Mauvaise Rencontre
(Sandrine)
NOIR
Le bruit des voitures, le souffle régulier de la vitesse de leur passage.
UNE AIRE D’AUTOROUTE / EXT / JOUR
Un homme passe devant elle, la regardant.
L'homme repasse. S’arrête non loin d’elle. Revient vers elle. Tend un paquet de cigarette.
LUI
Je peux vous offrir une cigarette ?
Et un café peut-être ?
( d’un mouvement de tête, il montre la station service)
( Isabelle)
ELLE
(sourire crispé)
Je devrais dire non. Mais aujourd’hui, c’est d’accord pour une cigarette et un café.
( Catherine)
Elle prend une cigarette dans le paquet. Ils s’éloignent en direction de la station.
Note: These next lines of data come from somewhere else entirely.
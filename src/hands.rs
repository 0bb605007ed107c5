use std::ffi::OsStr;
use std::path::PathBuf;
use std::sync::Arc;
use std::sync::atomic::{AtomicU64, Ordering};
use std::time::Duration;

use async_trait::async_trait;
use headless_chrome::{Browser, LaunchOptions, Tab};
use serde::Deserialize;
use tracing::{debug, info};

use crate::error::BrowserError;
use crate::page::{Located, PageDriver, SessionFactory};

#[derive(Debug, Clone)]
pub struct LaunchSettings {
    pub headless: bool,
    pub window_size: (u32, u32),
    /// Falls back to headless_chrome's executable discovery when unset.
    pub chrome_path: Option<PathBuf>,
}

impl Default for LaunchSettings {
    fn default() -> Self {
        Self {
            headless: true,
            window_size: (1366, 768),
            chrome_path: std::env::var_os("CHROME_PATH").map(PathBuf::from),
        }
    }
}

/// One Chrome process with a single tab. Dropping it closes the browser.
pub struct ChromeSession {
    _browser: Browser,
    tab: Arc<Tab>,
    locate_seq: AtomicU64,
}

impl ChromeSession {
    /// Blocking; call from `spawn_blocking`.
    pub fn launch(settings: &LaunchSettings) -> anyhow::Result<Self> {
        let options = LaunchOptions {
            headless: settings.headless,
            path: settings.chrome_path.clone(),
            window_size: Some(settings.window_size),
            args: vec![
                OsStr::new("--no-first-run"),
                OsStr::new("--no-default-browser-check"),
                OsStr::new("--disable-blink-features=AutomationControlled"),
                OsStr::new("--disable-infobars"),
            ],
            // agent turns can sit on the oracle for a while
            idle_browser_timeout: Duration::from_secs(10 * 60),
            ..Default::default()
        };

        debug!(headless = settings.headless, "starting Chrome");
        let browser = Browser::new(options)
            .map_err(|e| anyhow::anyhow!("Browser launch failed: {}", e))?;
        let tab = browser.new_tab()?;
        info!("Chrome ready");

        Ok(Self {
            _browser: browser,
            tab,
            locate_seq: AtomicU64::new(0),
        })
    }

    /// Run a blocking tab operation off the async runtime.
    async fn blocking<T, F>(&self, wrap: fn(String) -> BrowserError, f: F) -> Result<T, BrowserError>
    where
        T: Send + 'static,
        F: FnOnce(&Tab) -> anyhow::Result<T> + Send + 'static,
    {
        let tab = self.tab.clone();
        tokio::task::spawn_blocking(move || f(&tab))
            .await
            .map_err(|e| BrowserError::Session(format!("browser task panicked: {}", e)))?
            .map_err(|e| wrap(format!("{:#}", e)))
    }
}

/// Quote a Rust string as a JavaScript string literal.
fn js_str(s: &str) -> String {
    serde_json::Value::String(s.to_string()).to_string()
}

#[derive(Deserialize)]
struct LocateResult {
    visible: bool,
}

#[async_trait]
impl PageDriver for ChromeSession {
    async fn navigate(&self, url: &str, timeout: Duration) -> Result<(), BrowserError> {
        let url = url.to_string();
        let nav = self.blocking(BrowserError::Navigation, move |tab| {
            tab.set_default_timeout(timeout);
            tab.navigate_to(&url)?;
            tab.wait_until_navigated()?;
            Ok(())
        });
        tokio::time::timeout(timeout, nav)
            .await
            .map_err(|_| BrowserError::Timeout(timeout))?
    }

    async fn evaluate(&self, script: &str) -> Result<serde_json::Value, BrowserError> {
        let script = script.to_string();
        self.blocking(BrowserError::Script, move |tab| {
            let result = tab.evaluate(&script, false)?;
            Ok(result.value.unwrap_or(serde_json::Value::Null))
        })
        .await
    }

    async fn click(&self, selector: &str) -> Result<(), BrowserError> {
        let selector = selector.to_string();
        self.blocking(BrowserError::ElementNotFound, move |tab| {
            tab.find_element(&selector)?.click()?;
            Ok(())
        })
        .await
    }

    async fn fill(&self, selector: &str, value: &str) -> Result<(), BrowserError> {
        let selector = selector.to_string();
        let value = value.to_string();
        self.blocking(BrowserError::ElementNotFound, move |tab| {
            tab.find_element(&selector)?.click()?;
            tab.evaluate(
                &format!(
                    "(() => {{ const el = document.querySelector({}); if (el) el.value = ''; }})()",
                    js_str(&selector)
                ),
                false,
            )?;
            tab.type_str(&value)?;
            Ok(())
        })
        .await
    }

    async fn select_option(&self, selector: &str, value: &str) -> Result<(), BrowserError> {
        let script = format!(
            r#"(() => {{
  const el = document.querySelector({sel});
  if (!el) return false;
  const want = {val};
  const opts = el.options ? [...el.options] : [];
  const opt = opts.find(o => o.value === want || o.text.trim() === want);
  el.value = opt ? opt.value : want;
  el.dispatchEvent(new Event('input', {{ bubbles: true }}));
  el.dispatchEvent(new Event('change', {{ bubbles: true }}));
  return true;
}})()"#,
            sel = js_str(selector),
            val = js_str(value),
        );
        match self.evaluate(&script).await? {
            serde_json::Value::Bool(true) => Ok(()),
            _ => Err(BrowserError::ElementNotFound(selector.to_string())),
        }
    }

    async fn wait_for_selector(&self, selector: &str) -> Result<(), BrowserError> {
        let selector = selector.to_string();
        self.blocking(BrowserError::ElementNotFound, move |tab| {
            tab.wait_for_element(&selector)?;
            Ok(())
        })
        .await
    }

    async fn locate_by_text(
        &self,
        selector: &str,
        text: &str,
    ) -> Result<Option<Located>, BrowserError> {
        let marker = self.locate_seq.fetch_add(1, Ordering::Relaxed).to_string();
        let script = format!(
            r#"(() => {{
  const want = {text};
  const el = [...document.querySelectorAll({sel})]
    .find(e => (e.textContent || '').includes(want));
  if (!el) return null;
  el.setAttribute('data-fp-locate', {marker});
  return JSON.stringify({{ visible: el.offsetParent !== null }});
}})()"#,
            text = js_str(text),
            sel = js_str(selector),
            marker = js_str(&marker),
        );

        let raw = match self.evaluate(&script).await? {
            serde_json::Value::String(raw) => raw,
            _ => return Ok(None),
        };
        let found: LocateResult =
            serde_json::from_str(&raw).map_err(|e| BrowserError::Script(e.to_string()))?;
        Ok(Some(Located {
            selector: format!("[data-fp-locate=\"{}\"]", marker),
            visible: found.visible,
        }))
    }
}

/// Launches a fresh Chrome for every job.
#[derive(Debug, Clone, Default)]
pub struct ChromeLauncher {
    settings: LaunchSettings,
}

impl ChromeLauncher {
    pub fn new(settings: LaunchSettings) -> Self {
        Self { settings }
    }
}

#[async_trait]
impl SessionFactory for ChromeLauncher {
    async fn open(&self) -> Result<Arc<dyn PageDriver>, BrowserError> {
        let settings = self.settings.clone();
        let session = tokio::task::spawn_blocking(move || ChromeSession::launch(&settings))
            .await
            .map_err(|e| BrowserError::Launch(format!("browser launch panicked: {}", e)))?
            .map_err(|e| BrowserError::Launch(format!("{:#}", e)))?;
        Ok(Arc::new(session))
    }
}
mod common;

use common::{FakePage, Op, ScriptedOracle, snapshot, values};
use form_pilot::config::AgentSettings;
use form_pilot::{AgentError, FormFillingAgent};

#[tokio::test]
async fn fills_submits_and_stops_on_completion() {
    let page = FakePage::new(vec![
        snapshot(&[("firstName", "", true)], &[], false),
        snapshot(&[("firstName", "John", true)], &[], false),
        snapshot(&[("firstName", "John", true)], &[], true),
    ]);
    let oracle = ScriptedOracle::new();
    oracle.decide(r#"{"type":"SUBMIT","reason":"every field is filled"}"#);
    oracle
        .plan(r##"{"command":"fill","selector":"#firstName","value":"John","reason":"fill"}"##)
        .plan(r##"{"command":"click","selector":"button[type=submit]","reason":"submit"}"##);

    let mut agent = FormFillingAgent::new(
        page.clone(),
        oracle.clone(),
        values(&[("firstName", "John")]),
        AgentSettings::immediate(),
    );
    let report = agent.run().await.unwrap();

    assert_eq!(report.cycles, 3);
    assert_eq!(page.captures(), 3);
    assert_eq!(report.fields_filled, 1);
    assert_eq!(
        page.ops(),
        vec![
            Op::Fill("#firstName".into(), "John".into()),
            Op::Click("button[type=submit]".into()),
        ]
    );
    assert_eq!(oracle.decision_prompts().len(), 1);
    assert!(oracle.plan_prompts()[1].contains(r#""target":"submit""#));
}

#[tokio::test]
async fn prefilled_fields_are_not_refilled() {
    let page = FakePage::new(vec![
        snapshot(&[("a", "", true), ("b", "x", true)], &[], false),
        snapshot(&[("a", "1", true), ("b", "x", true)], &[], true),
    ]);
    let oracle = ScriptedOracle::new();

    let mut agent = FormFillingAgent::new(
        page.clone(),
        oracle.clone(),
        values(&[("a", "1"), ("b", "2")]),
        AgentSettings::immediate(),
    );
    let report = agent.run().await.unwrap();

    let plans = oracle.plan_prompts();
    assert_eq!(plans.len(), 1);
    assert!(plans[0].contains(r#""target":"a""#));
    assert!(oracle.decision_prompts().is_empty());
    assert_eq!(report.cycles, 2);
    assert!(agent.completion().has_field("a"));
    assert!(agent.completion().has_field("b"));
}

#[tokio::test]
async fn completed_sections_are_never_reopened() {
    let sections = [("Personal", true), ("Medical", false)];
    let page = FakePage::new(vec![
        snapshot(&[], &sections, false),
        snapshot(&[], &sections, false),
        snapshot(&[], &sections, false),
        snapshot(&[], &sections, true),
    ]);
    page.add_section_control("Personal", true);
    page.add_section_control("Medical", true);
    let oracle = ScriptedOracle::new();
    oracle
        .decide(r#"{"type":"OPEN_SECTION","target":"Personal","reason":"again"}"#)
        .decide(r#"{"type":"OPEN_SECTION","target":"Medical","reason":"next"}"#)
        .decide(r#"{"type":"OPEN_SECTION","target":"Medical","reason":"again"}"#);

    let mut agent =
        FormFillingAgent::new(page.clone(), oracle.clone(), values(&[]), AgentSettings::immediate());
    let report = agent.run().await.unwrap();

    assert_eq!(report.cycles, 4);
    assert_eq!(page.locates(), ["Medical"]);
    assert_eq!(page.ops(), vec![Op::Click("#section-Medical".into())]);
    assert!(report.completed_sections.contains("Personal"));
    assert!(report.completed_sections.contains("Medical"));
}

#[tokio::test]
async fn failed_actions_do_not_stop_the_loop() {
    let page = FakePage::new(vec![
        snapshot(&[], &[], false),
        snapshot(&[], &[], false),
        snapshot(&[], &[], true),
    ]);
    let oracle = ScriptedOracle::new();
    // the submit plan is garbage; the second decision call has nothing scripted
    oracle.plan("no plan here").decide(r#"{"type":"SUBMIT","reason":"try it"}"#);

    let mut agent =
        FormFillingAgent::new(page.clone(), oracle.clone(), values(&[]), AgentSettings::immediate());
    let report = agent.run().await.unwrap();

    assert_eq!(report.cycles, 3);
    let plans = oracle.plan_prompts();
    assert_eq!(plans.len(), 2);
    assert!(plans[0].contains(r#""target":"submit""#));
    assert!(plans[1].contains(r#""type":"RECOVER""#));
    assert!(plans[1].contains("retry_analysis"));
    assert_eq!(page.ops(), vec![Op::Fill("#field".into(), "x".into())]);
}

#[tokio::test]
async fn cycle_budget_ends_a_stuck_run() {
    let page = FakePage::new(vec![snapshot(&[], &[], false)]);
    let oracle = ScriptedOracle::new();

    let mut agent = FormFillingAgent::new(
        page.clone(),
        oracle.clone(),
        values(&[]),
        AgentSettings {
            max_cycles: Some(3),
            ..AgentSettings::immediate()
        },
    );
    let err = agent.run().await.unwrap_err();

    assert!(matches!(err, AgentError::CycleBudgetExhausted(3)));
    assert_eq!(page.captures(), 3);
}
//! Field-bus publication of focus values.
//!
//! The wire format is an 8-byte payload: bytes 0-3 carry the focus value as
//! a little-endian IEEE-754 single-precision float, bytes 4-7 are reserved
//! and zero. Outbound frames use the TX arbitration id; an inbound frame on
//! the RX id triggers an immediate reply with the cached value.
//!
//! Transport is abstracted behind [`BusTransport`]. The SocketCAN
//! implementation lives behind the `can-hardware` cargo feature, the same
//! way vendor SDKs are gated elsewhere in this codebase; [`MockBus`] is an
//! in-memory transport for tests and hardware-free development.
//!
//! A publisher constructed without a transport is a permanent no-op: every
//! publish reports [`BusError::Unavailable`] and the rest of the pipeline
//! keeps running. Transmit failures are never retried; the next push cycle
//! naturally carries a fresher value than any retry could.

use parking_lot::Mutex;
use std::collections::VecDeque;
use std::sync::atomic::{AtomicBool, AtomicU64, Ordering};
use std::sync::Arc;
use std::time::{Duration, Instant};
use tracing::{debug, info, warn};

use crate::cache::LatestValueCache;
use crate::config::BusSettings;
use crate::error::BusError;

/// Payload size of every bus frame.
pub const BUS_FRAME_LEN: usize = 8;

/// Default arbitration id for outbound focus frames.
pub const DEFAULT_TX_ID: u16 = 0x123;

/// Default arbitration id that triggers an on-demand reply.
pub const DEFAULT_RX_ID: u16 = 0x124;

/// Largest standard (11-bit) arbitration id.
pub const MAX_STANDARD_ID: u16 = 0x7FF;

/// Bounded blocking interval of the pull-listener receive call. Also the
/// upper bound on how long shutdown waits for the listener to notice.
pub const RECV_TIMEOUT: Duration = Duration::from_millis(100);

/// Encode a focus value into the 8-byte wire payload.
///
/// The value is narrowed to f32; `NaN` and `Infinity` survive the
/// narrowing and are transmitted as-is.
#[must_use]
pub fn encode_focus(value: f64) -> [u8; BUS_FRAME_LEN] {
    let mut payload = [0u8; BUS_FRAME_LEN];
    payload[..4].copy_from_slice(&(value as f32).to_le_bytes());
    payload
}

/// Decode the focus value from a wire payload.
#[must_use]
pub fn decode_focus(payload: &[u8]) -> Option<f32> {
    let bytes: [u8; 4] = payload.get(..4)?.try_into().ok()?;
    Some(f32::from_le_bytes(bytes))
}

/// Blocking frame transport.
///
/// Implementations must be cheap to share across threads: `send` is called
/// from the capture tick and the pull listener concurrently.
pub trait BusTransport: Send + Sync {
    /// Transmit one frame. No retry semantics; one attempt, one result.
    fn send(&self, id: u16, payload: &[u8; BUS_FRAME_LEN]) -> Result<(), BusError>;

    /// Wait up to `timeout` for an inbound frame. `Ok(None)` on timeout.
    fn recv(&self, timeout: Duration) -> Result<Option<(u16, [u8; BUS_FRAME_LEN])>, BusError>;

    /// Human-readable transport description for logs.
    fn describe(&self) -> String;
}

// ============================================================================
// SocketCAN transport (feature-gated)
// ============================================================================

#[cfg(feature = "can-hardware")]
mod socketcan_transport {
    use super::*;
    use socketcan::{CanFrame, CanSocket, EmbeddedFrame, Socket, StandardId};

    /// SocketCAN-backed transport for a real `canX` interface.
    pub struct SocketCanTransport {
        socket: CanSocket,
        interface: String,
    }

    impl SocketCanTransport {
        /// Open the interface; fails when the driver or interface is
        /// missing, at which point the publisher degrades to a no-op.
        pub fn open(interface: &str) -> Result<Self, BusError> {
            let socket = CanSocket::open(interface)
                .map_err(|e| BusError::Transmit(format!("open {interface}: {e}")))?;
            Ok(Self {
                socket,
                interface: interface.to_string(),
            })
        }
    }

    impl BusTransport for SocketCanTransport {
        fn send(&self, id: u16, payload: &[u8; BUS_FRAME_LEN]) -> Result<(), BusError> {
            let id = StandardId::new(id).ok_or(BusError::InvalidArbitrationId(u32::from(id)))?;
            let frame = CanFrame::new(id, payload)
                .ok_or_else(|| BusError::Transmit("payload rejected".to_string()))?;
            self.socket
                .write_frame(&frame)
                .map_err(|e| BusError::Transmit(e.to_string()))
        }

        fn recv(
            &self,
            timeout: Duration,
        ) -> Result<Option<(u16, [u8; BUS_FRAME_LEN])>, BusError> {
            self.socket
                .set_read_timeout(timeout)
                .map_err(|e| BusError::Receive(e.to_string()))?;
            match self.socket.read_frame() {
                Ok(frame) => {
                    let id = match frame.id() {
                        socketcan::Id::Standard(id) => id.as_raw(),
                        // extended ids are not part of this protocol
                        socketcan::Id::Extended(_) => return Ok(None),
                    };
                    let mut payload = [0u8; BUS_FRAME_LEN];
                    let data = frame.data();
                    let len = data.len().min(BUS_FRAME_LEN);
                    payload[..len].copy_from_slice(&data[..len]);
                    Ok(Some((id, payload)))
                }
                Err(e)
                    if e.kind() == std::io::ErrorKind::WouldBlock
                        || e.kind() == std::io::ErrorKind::TimedOut =>
                {
                    Ok(None)
                }
                Err(e) => Err(BusError::Receive(e.to_string())),
            }
        }

        fn describe(&self) -> String {
            format!("socketcan:{}", self.interface)
        }
    }
}

#[cfg(feature = "can-hardware")]
pub use socketcan_transport::SocketCanTransport;

// ============================================================================
// In-memory transport for tests and hardware-free development
// ============================================================================

/// In-memory bus: frames sent by the publisher are recorded, frames
/// injected by a test appear on the receive side.
#[derive(Default)]
pub struct MockBus {
    inbound: Mutex<VecDeque<(u16, [u8; BUS_FRAME_LEN])>>,
    outbound: Mutex<Vec<(u16, [u8; BUS_FRAME_LEN])>>,
    fail_sends: AtomicBool,
}

impl MockBus {
    #[must_use]
    pub fn new() -> Self {
        Self::default()
    }

    /// Queue a frame for the listener to receive.
    pub fn inject(&self, id: u16, payload: [u8; BUS_FRAME_LEN]) {
        self.inbound.lock().push_back((id, payload));
    }

    /// Everything sent so far, in order.
    #[must_use]
    pub fn sent(&self) -> Vec<(u16, [u8; BUS_FRAME_LEN])> {
        self.outbound.lock().clone()
    }

    pub fn clear_sent(&self) {
        self.outbound.lock().clear();
    }

    /// Make subsequent sends fail (transient transmit errors).
    pub fn set_fail_sends(&self, fail: bool) {
        self.fail_sends.store(fail, Ordering::SeqCst);
    }
}

impl BusTransport for MockBus {
    fn send(&self, id: u16, payload: &[u8; BUS_FRAME_LEN]) -> Result<(), BusError> {
        if self.fail_sends.load(Ordering::SeqCst) {
            return Err(BusError::Transmit("simulated transmit failure".to_string()));
        }
        self.outbound.lock().push((id, *payload));
        Ok(())
    }

    fn recv(&self, timeout: Duration) -> Result<Option<(u16, [u8; BUS_FRAME_LEN])>, BusError> {
        let deadline = Instant::now() + timeout;
        loop {
            if let Some(frame) = self.inbound.lock().pop_front() {
                return Ok(Some(frame));
            }
            if Instant::now() >= deadline {
                return Ok(None);
            }
            std::thread::sleep(Duration::from_millis(2));
        }
    }

    fn describe(&self) -> String {
        "mock".to_string()
    }
}

// ============================================================================
// Publisher
// ============================================================================

/// Push/pull publisher of focus values.
///
/// Push and pull are independently toggleable: disabling push stops the
/// periodic broadcast, but pull requests keep being answered from the
/// cache.
pub struct BusPublisher {
    transport: Option<Arc<dyn BusTransport>>,
    tx_id: u16,
    rx_id: u16,
    push_enabled: AtomicBool,
    pull_enabled: AtomicBool,
    tx_count: AtomicU64,
    tx_failures: AtomicU64,
    pull_requests: AtomicU64,
}

impl BusPublisher {
    /// Build on an explicit transport (or none, for the degraded no-op).
    #[must_use]
    pub fn new(transport: Option<Arc<dyn BusTransport>>, settings: &BusSettings) -> Self {
        match &transport {
            Some(transport) => info!(
                transport = %transport.describe(),
                tx_id = settings.tx_id,
                rx_id = settings.rx_id,
                "bus publisher ready"
            ),
            None => warn!("bus unavailable, publishing disabled for this run"),
        }
        Self {
            transport,
            tx_id: settings.tx_id,
            rx_id: settings.rx_id,
            push_enabled: AtomicBool::new(settings.enable_push),
            pull_enabled: AtomicBool::new(settings.enable_pull),
            tx_count: AtomicU64::new(0),
            tx_failures: AtomicU64::new(0),
            pull_requests: AtomicU64::new(0),
        }
    }

    /// Connect to the configured bus. With the `can-hardware` feature this
    /// opens SocketCAN and degrades to the no-op publisher when the
    /// interface is missing; without it the publisher is always degraded.
    #[must_use]
    pub fn connect(settings: &BusSettings) -> Self {
        #[cfg(feature = "can-hardware")]
        {
            match SocketCanTransport::open(&settings.interface) {
                Ok(transport) => {
                    return Self::new(Some(Arc::new(transport)), settings);
                }
                Err(err) => {
                    warn!(
                        interface = %settings.interface,
                        error = %err,
                        "CAN interface unavailable, continuing without bus"
                    );
                }
            }
        }
        #[cfg(not(feature = "can-hardware"))]
        {
            debug!(
                interface = %settings.interface,
                "built without can-hardware, bus publishing disabled"
            );
        }
        Self::new(None, settings)
    }

    #[must_use]
    pub fn is_connected(&self) -> bool {
        self.transport.is_some()
    }

    #[must_use]
    pub fn tx_id(&self) -> u16 {
        self.tx_id
    }

    #[must_use]
    pub fn rx_id(&self) -> u16 {
        self.rx_id
    }

    /// Encode and transmit one focus value on the TX id. One attempt, no
    /// retry; the caller decides what a failure means.
    pub fn publish(&self, value: f64) -> Result<(), BusError> {
        let Some(transport) = &self.transport else {
            return Err(BusError::Unavailable);
        };
        let payload = encode_focus(value);
        match transport.send(self.tx_id, &payload) {
            Ok(()) => {
                self.tx_count.fetch_add(1, Ordering::Relaxed);
                Ok(())
            }
            Err(err) => {
                self.tx_failures.fetch_add(1, Ordering::Relaxed);
                Err(err)
            }
        }
    }

    pub fn set_push_enabled(&self, enabled: bool) {
        self.push_enabled.store(enabled, Ordering::SeqCst);
        info!(enabled, "push mode toggled");
    }

    #[must_use]
    pub fn push_enabled(&self) -> bool {
        self.push_enabled.load(Ordering::SeqCst)
    }

    pub fn set_pull_enabled(&self, enabled: bool) {
        self.pull_enabled.store(enabled, Ordering::SeqCst);
        info!(enabled, "pull mode toggled");
    }

    #[must_use]
    pub fn pull_enabled(&self) -> bool {
        self.pull_enabled.load(Ordering::SeqCst)
    }

    /// Frames transmitted successfully.
    #[must_use]
    pub fn tx_count(&self) -> u64 {
        self.tx_count.load(Ordering::Relaxed)
    }

    /// Failed transmit attempts.
    #[must_use]
    pub fn tx_failures(&self) -> u64 {
        self.tx_failures.load(Ordering::Relaxed)
    }

    /// Pull requests answered.
    #[must_use]
    pub fn pull_requests(&self) -> u64 {
        self.pull_requests.load(Ordering::Relaxed)
    }

    /// Service inbound pull requests until `stop` is raised.
    ///
    /// Blocks in bounded-timeout receives; a request is answered with the
    /// value currently in the cache, within the same latency budget as a
    /// push. This sits on the requester's critical path, so nothing heavier
    /// than a cache read and one send happens here.
    pub fn serve_pull_requests(
        &self,
        cache: &LatestValueCache,
        stop: &std::sync::atomic::AtomicBool,
    ) {
        let Some(transport) = &self.transport else {
            debug!("no bus transport, pull listener not running");
            return;
        };
        info!(transport = %transport.describe(), "pull listener running");

        while !stop.load(Ordering::SeqCst) {
            match transport.recv(RECV_TIMEOUT) {
                Ok(Some((id, _payload))) if id == self.rx_id => {
                    if !self.pull_enabled() {
                        continue;
                    }
                    self.pull_requests.fetch_add(1, Ordering::Relaxed);
                    let value = cache.latest_focus().focus;
                    match self.publish(value) {
                        Ok(()) => debug!(value, "answered pull request"),
                        Err(err) => warn!(error = %err, "pull reply failed"),
                    }
                }
                Ok(_) => {} // other traffic or timeout
                Err(err) => {
                    warn!(error = %err, "bus receive error");
                    // back off instead of spinning on a broken socket
                    std::thread::sleep(RECV_TIMEOUT);
                }
            }
        }
        info!("pull listener stopped");
    }
}
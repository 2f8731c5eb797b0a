//! Separable Gaussian filtering and peak location on row-major f64 images.
//!
//! Edges are handled by clamping sample coordinates into the image, so the
//! blur neither darkens borders nor needs an explicit padding buffer. Kernel
//! radius is `ceil(3*sigma)`, capped to the image extent so oversized sigmas
//! (the peak-localization blur uses a very large one) stay well-defined on
//! small images.

/// Normalized 1-D Gaussian kernel for the given sigma.
///
/// `max_radius` bounds the kernel half-width; pass the image extent along
/// the convolution axis. A non-positive sigma yields the identity kernel.
pub fn gaussian_kernel(sigma: f64, max_radius: usize) -> Vec<f64> {
    if sigma <= 0.0 || !sigma.is_finite() {
        return vec![1.0];
    }
    let radius = ((3.0 * sigma).ceil() as usize).clamp(1, max_radius.max(1));
    let denom = 2.0 * sigma * sigma;
    let mut kernel: Vec<f64> = (0..=2 * radius)
        .map(|i| {
            let d = i as f64 - radius as f64;
            (-d * d / denom).exp()
        })
        .collect();
    let sum: f64 = kernel.iter().sum();
    for w in &mut kernel {
        *w /= sum;
    }
    kernel
}

/// Separable Gaussian blur with clamp-to-edge sampling.
pub fn blur(pixels: &[f64], width: usize, height: usize, sigma: f64) -> Vec<f64> {
    if pixels.is_empty() || width == 0 || height == 0 || sigma <= 0.0 {
        return pixels.to_vec();
    }

    // Horizontal pass.
    let kernel = gaussian_kernel(sigma, width.saturating_sub(1));
    let radius = kernel.len() / 2;
    let mut horizontal = vec![0.0; pixels.len()];
    for y in 0..height {
        let row = &pixels[y * width..(y + 1) * width];
        for x in 0..width {
            let mut acc = 0.0;
            for (k, w) in kernel.iter().enumerate() {
                let sx = (x as isize + k as isize - radius as isize)
                    .clamp(0, width as isize - 1) as usize;
                acc += w * row[sx];
            }
            horizontal[y * width + x] = acc;
        }
    }

    // Vertical pass.
    let kernel = gaussian_kernel(sigma, height.saturating_sub(1));
    let radius = kernel.len() / 2;
    let mut out = vec![0.0; pixels.len()];
    for x in 0..width {
        for y in 0..height {
            let mut acc = 0.0;
            for (k, w) in kernel.iter().enumerate() {
                let sy = (y as isize + k as isize - radius as isize)
                    .clamp(0, height as isize - 1) as usize;
                acc += w * horizontal[sy * width + x];
            }
            out[y * width + x] = acc;
        }
    }
    out
}

/// Coordinates `(x, y)` of the maximum-intensity pixel.
///
/// Ties resolve to the first occurrence in row-major order.
pub fn peak_position(pixels: &[f64], width: usize) -> (usize, usize) {
    let mut best = 0usize;
    let mut best_value = f64::NEG_INFINITY;
    for (i, &v) in pixels.iter().enumerate() {
        if v > best_value {
            best_value = v;
            best = i;
        }
    }
    if width == 0 {
        return (0, 0);
    }
    (best % width, best / width)
}

#[cfg(test)]
mod tests {
    use super::*;

    #[test]
    fn kernel_is_normalized_and_symmetric() {
        let kernel = gaussian_kernel(2.0, 100);
        let sum: f64 = kernel.iter().sum();
        assert!((sum - 1.0).abs() < 1e-12);
        assert_eq!(kernel.len(), 13); // radius ceil(6) = 6
        for i in 0..kernel.len() / 2 {
            assert!((kernel[i] - kernel[kernel.len() - 1 - i]).abs() < 1e-12);
        }
    }

    #[test]
    fn oversized_sigma_is_capped_to_image_extent() {
        let kernel = gaussian_kernel(111.0, 9);
        assert_eq!(kernel.len(), 19);
        let sum: f64 = kernel.iter().sum();
        assert!((sum - 1.0).abs() < 1e-12);
    }

    #[test]
    fn blur_preserves_constant_images() {
        let img = vec![7.0; 16 * 12];
        let out = blur(&img, 16, 12, 3.0);
        for v in out {
            assert!((v - 7.0).abs() < 1e-9);
        }
    }

    #[test]
    fn blur_spreads_an_impulse_without_moving_it() {
        let (w, h) = (21, 21);
        let mut img = vec![0.0; w * h];
        img[10 * w + 10] = 100.0;
        let out = blur(&img, w, h, 2.0);

        let (px, py) = peak_position(&out, w);
        assert_eq!((px, py), (10, 10));
        // mass is conserved away from edges
        let total: f64 = out.iter().sum();
        assert!((total - 100.0).abs() < 1e-6);
        // and the peak is now much lower than the impulse
        assert!(out[10 * w + 10] < 10.0);
    }

    #[test]
    fn peak_position_finds_the_maximum() {
        let img = vec![0.0, 1.0, 5.0, 2.0, 3.0, 4.0];
        assert_eq!(peak_position(&img, 3), (2, 0));
    }
}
Il a cessé de pleuvoir.
UNE AIRE D’AUTOROUTE / INT. / JOUR
LUI (mettant des pièces dans la machine à café)
Vous attendiez depuis longtemps ?
ELLE ( ton moqueur)
Qui vous dit que j’attendais ? Et si plutôt, on m’attendait ?
LUI
Vous ne souhaitez pas arriver à destination ? On vous attend où ?
(Sandrine)
ELLE
Peu importe. Et vous, d’où venez-vous ?
LUI
De Montélimar. Dites donc vous êtes plutôt du genre méfiante. Ça vous arrive de répondre aux questions qu’on vous pose ?
ELLE
( elle prend le café qu’il lui tend, se réchauffe les mains autour du gobelet)
Oui, quand j’en ai envie. Désolée mais j’aime pas faire d’efforts.
LUI
Remarquez, on est tous pareil. Mais moi, ça m’fait plaisir de vous offrir le café. Et la cigarette. Parce que j’aime bien les jolies filles. Ça m’a joué pas mal de tours dans ma vie d’ailleurs, d’aimer les femmes.
ELLE
( Elle écrase sa cigarette et finit son café en silence, le regard tourné vers le dehors)
Bon, bien merci …
LUI
Alex.
ELLE
Merci Alex. Je vous souhaite une bonne fin de voyage.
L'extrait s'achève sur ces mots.